Pākehā fertility rates started to drop in the late 1870s. In the last decades of the 19th century they resembled fertility patterns in Britain, and were low for an industrialised country. Fertility rates reached a low point during the economic depression of the 1930s, when they were just above replacement level (2.1 births per woman) for a few years. They remained low into the 1940s, on account of women marrying later or not at all.

Baby boom

Fertility rates picked up and increased rapidly after the Second World War. This ‘baby boom’ lasted until the early 1970s. Pākehā (still mainly European at the time) fertility was above four births per woman, which was the highest rate among developed countries. In a return to past patterns, most women married, and at young ages – the period can also be described as a ‘marriage boom’.

Baby bust

Pākehā fertility changed dramatically from the early 1970s, dropping substantially. New methods of contraception and sterilisation contributed to this change. The contraceptive pill was available from 1961, and other options included intrauterine devices (IUDs), a new generation of effective condoms, and sterilisation for women through tubal ligations. Couples quickly adopted these methods. Marriage was no longer the valve that controlled fertility. The outcome was a ‘baby bust’. Fertility rates have been at replacement level or below since the late 1970s.

Mortality

Pākehā had high life expectancy by world standards in the 19th century. Pākehā women in New Zealand were the first group in the world to achieve a life expectancy of 55 (1870s) and then 60 (1901).

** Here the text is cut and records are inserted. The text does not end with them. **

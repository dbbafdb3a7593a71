use std::process::Stdio;
use tokio::process::Command;

/// Runs `<command> <flag>` and reports whether it started and exited cleanly.
pub async fn probe_version(command: &str, flag: &str) -> bool {
    match Command::new(command)
        .arg(flag)
        .stdin(Stdio::null())
        .stdout(Stdio::null())
        .stderr(Stdio::null())
        .kill_on_drop(true)
        .status()
        .await
    {
        Ok(status) => status.success(),
        Err(e) => {
            tracing::warn!("{} is not available: {}", command, e);
            false
        }
    }
}
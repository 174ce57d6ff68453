use serde::{Deserialize, Serialize};

use crate::domain::{MovementId, MovementKind, ProductId};

/// JSON body of `POST /products/`.
#[derive(Debug, Clone, Default, PartialEq, Serialize, Deserialize)]
pub struct NewProduct {
    pub sku: String,
    pub name: String,
    #[serde(default, skip_serializing_if = "Option::is_none")]
    pub category: Option<String>,
    #[serde(default, skip_serializing_if = "Option::is_none")]
    pub unit_cost: Option<f64>,
    #[serde(default, skip_serializing_if = "Option::is_none")]
    pub selling_price: Option<f64>,
    #[serde(default, skip_serializing_if = "Option::is_none")]
    pub min_stock: Option<i64>,
    #[serde(default, skip_serializing_if = "Option::is_none")]
    pub reorder_point: Option<i64>,
    #[serde(default, skip_serializing_if = "Option::is_none")]
    pub lead_time_days: Option<i64>,
}

impl NewProduct {
    pub fn new(sku: impl Into<String>, name: impl Into<String>) -> Self {
        Self {
            sku: sku.into(),
            name: name.into(),
            ..Self::default()
        }
    }
}

/// Query parameters of `POST /movements/`. The endpoint takes no body.
///
/// `quantity` is signed on purpose: non-positive values are the backend's to
/// reject.
#[derive(Debug, Clone, Copy, PartialEq, Eq, Serialize, Deserialize)]
pub struct NewMovement {
    pub product_id: ProductId,
    #[serde(rename = "type")]
    pub kind: MovementKind,
    pub quantity: i64,
}

impl NewMovement {
    pub fn quick_sale(product_id: ProductId) -> Self {
        Self {
            product_id,
            kind: MovementKind::Out,
            quantity: 1,
        }
    }
}

#[derive(Debug, Clone, PartialEq, Eq, Serialize, Deserialize)]
pub struct MovementReceipt {
    pub id: MovementId,
    pub status: String,
}

#[derive(Debug, Clone, Copy, PartialEq, Eq, Serialize, Deserialize)]
pub struct ForecastQuery {
    pub product_id: ProductId,
    pub horizon: u32,
}

#[derive(Debug, Clone, PartialEq, Serialize, Deserialize)]
pub struct Forecast {
    pub product_id: ProductId,
    pub horizon: u32,
    pub moving_average: Vec<f64>,
    pub linear_regression: Vec<f64>,
}

#[derive(Debug, Clone, PartialEq, Eq, Serialize, Deserialize)]
pub struct HealthStatus {
    pub status: String,
}

impl HealthStatus {
    pub fn is_ok(&self) -> bool {
        self.status.eq_ignore_ascii_case("ok")
    }
}
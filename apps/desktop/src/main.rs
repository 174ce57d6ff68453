use std::path::PathBuf;

use anyhow::{Context, Result};
use clap::{Parser, Subcommand, ValueEnum};
use client_core::{HttpInventoryClient, InventoryApi, InventoryController};
use shared::{
    domain::{MovementKind, ProductId},
    protocol::{ForecastQuery, NewProduct},
};
use tracing::{info, warn};
use tracing_subscriber::EnvFilter;

mod config;
mod render;
mod shell;

use config::{load_settings, DEFAULT_SETTINGS_FILE};
use render::{render_forecast, render_product, render_snapshot};

#[derive(Parser, Debug)]
#[command(name = "inventory", about = "Inventory demo client")]
struct Cli {
    /// Base address of the inventory API; overrides settings file and environment.
    #[arg(long, global = true)]
    api_base: Option<String>,
    #[arg(long, global = true, default_value = DEFAULT_SETTINGS_FILE)]
    config: PathBuf,
    #[command(subcommand)]
    command: Command,
}

#[derive(Debug, Clone, Copy, ValueEnum)]
enum KindArg {
    In,
    Out,
}

impl From<KindArg> for MovementKind {
    fn from(value: KindArg) -> Self {
        match value {
            KindArg::In => MovementKind::In,
            KindArg::Out => MovementKind::Out,
        }
    }
}

#[derive(Subcommand, Debug)]
enum Command {
    /// Fetch and print the product list.
    List,
    Show {
        product_id: i64,
    },
    Create {
        #[arg(long)]
        sku: String,
        #[arg(long)]
        name: String,
        #[arg(long)]
        category: Option<String>,
        #[arg(long)]
        unit_cost: Option<f64>,
        #[arg(long)]
        selling_price: Option<f64>,
        #[arg(long)]
        min_stock: Option<i64>,
        #[arg(long)]
        reorder_point: Option<i64>,
        #[arg(long)]
        lead_time_days: Option<i64>,
    },
    /// Record a one-unit sale.
    Sale {
        product_id: i64,
    },
    Move {
        product_id: i64,
        #[arg(long, value_enum)]
        kind: KindArg,
        #[arg(long, allow_hyphen_values = true)]
        quantity: i64,
    },
    Forecast {
        product_id: i64,
        #[arg(long, default_value_t = 7)]
        horizon: u32,
    },
    Health,
    /// Interactive session.
    Shell,
}

async fn initialize_or_warn<A: InventoryApi>(controller: &mut InventoryController<A>) {
    if let Err(err) = controller.initialize().await {
        warn!(error = %err, "initial refresh failed");
    }
}

#[tokio::main]
async fn main() -> Result<()> {
    tracing_subscriber::fmt()
        .with_env_filter(
            EnvFilter::try_from_default_env().unwrap_or_else(|_| EnvFilter::new("info")),
        )
        .with_writer(std::io::stderr)
        .init();
    let cli = Cli::parse();

    let settings = load_settings(&cli.config, cli.api_base)?;
    let client = HttpInventoryClient::new(&settings.api_base)
        .context("failed to build inventory api client")?;
    info!(api_base = %client.base_url(), "using inventory api");
    let mut controller = InventoryController::new(client);

    match cli.command {
        Command::List => {
            controller.initialize().await?;
            print!("{}", render_snapshot(controller.snapshot()));
        }
        Command::Show { product_id } => {
            let product = controller.api().get_product(ProductId(product_id)).await?;
            println!("{}", render_product(&product));
        }
        Command::Create {
            sku,
            name,
            category,
            unit_cost,
            selling_price,
            min_stock,
            reorder_point,
            lead_time_days,
        } => {
            initialize_or_warn(&mut controller).await;
            let product = controller
                .submit_product(NewProduct {
                    sku,
                    name,
                    category,
                    unit_cost,
                    selling_price,
                    min_stock,
                    reorder_point,
                    lead_time_days,
                })
                .await?;
            println!("created {}", render_product(&product));
            print!("{}", render_snapshot(controller.snapshot()));
        }
        Command::Sale { product_id } => {
            initialize_or_warn(&mut controller).await;
            let receipt = controller.record_quick_sale(ProductId(product_id)).await?;
            println!("movement {} {}", receipt.id, receipt.status);
            print!("{}", render_snapshot(controller.snapshot()));
        }
        Command::Move {
            product_id,
            kind,
            quantity,
        } => {
            initialize_or_warn(&mut controller).await;
            let receipt = controller
                .record_movement(ProductId(product_id), kind.into(), quantity)
                .await?;
            println!("movement {} {}", receipt.id, receipt.status);
            print!("{}", render_snapshot(controller.snapshot()));
        }
        Command::Forecast {
            product_id,
            horizon,
        } => {
            let forecast = controller
                .api()
                .forecast(ForecastQuery {
                    product_id: ProductId(product_id),
                    horizon,
                })
                .await?;
            print!("{}", render_forecast(&forecast));
        }
        Command::Health => {
            let health = controller.api().health().await?;
            println!("status: {}", health.status);
            if !health.is_ok() {
                anyhow::bail!("backend reported status '{}'", health.status);
            }
        }
        Command::Shell => shell::run_shell(&mut controller).await?,
    }

    Ok(())
}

Living conditions in New Zealand were favourable compared to other countries.

  • Settlers had vegetable gardens which produced year-round, providing a reliable source of nutrients.
  • They lived in single dwellings set apart from one another, rather than tenements or apartments.
  • Low population densities diminished exposure to infections.

Good living conditions and high life expectancy contributed to high fertility rates and low death rates, and therefore population growth because women lived long enough to have large families. From the late 19th century causes of death for Pākehā changed from communicable diseases to non-communicable causes such as cancer. Pākehā (mainly European) retained relatively high life expectancy in the early 21st century.


Pākehā age structure and dependency

Age structure

Pākehā age structures have changed over time and are influenced by fertility, mortality and migration patterns. When fertility is high and mortality declines (creating the beginning of a demographic transition), the proportion of children in the population is high. This occurred in the 19th century, though it was diluted by the immigration of working-age people (aged 15–64). The child population rose throughout the 19th century but went down during the 1930s economic depression because women were marrying later and having far fewer children, or not marrying at all.

Empty cradles

Declining fertility rates led to concerns that there would be few children in New Zealand in the early 20th century. In St Patrick’s Cathedral in Auckland in 1912, a clergyman described childless women as ‘many whitened sepulchres parading the streets, adorning their bodies with all that money can buy, despising the authority of God and refusing to do what God has decreed.’ He said their childlessness led to ‘empty cradles [and] an absence of little ones from the schools built at great cost to the country.’ 1

When fertility starts to decline but there are still low numbers of older people, the proportion of working-age people increases. This pattern occurred in the Pākehā population in the first third of the 20th century. In contrast to the child population, which dropped as a proportion, the working-age adult population grew during the depression, though more slowly than previously.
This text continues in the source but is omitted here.